Assigned task. Reproduce the data in full, exactly.

Data shown.
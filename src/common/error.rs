#[derive(thiserror::Error, Debug)]
pub enum AppError {
    #[error("storage error: {0}")]
    Store(#[from] crate::io::store::StoreError),
    #[error("terminal i/o error: {0}")]
    Io(#[from] std::io::Error),
}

Result.
filename src/common/error.rs
#[derive(thiserror::Error, Debug)]
pub enum AppError {
    #[error("storage error: {0}")]
    Store(#[from] crate::io::store::StoreError),
    #[error("terminal i/o error: {0}")]
    Io(#[from] std::io::Error),
}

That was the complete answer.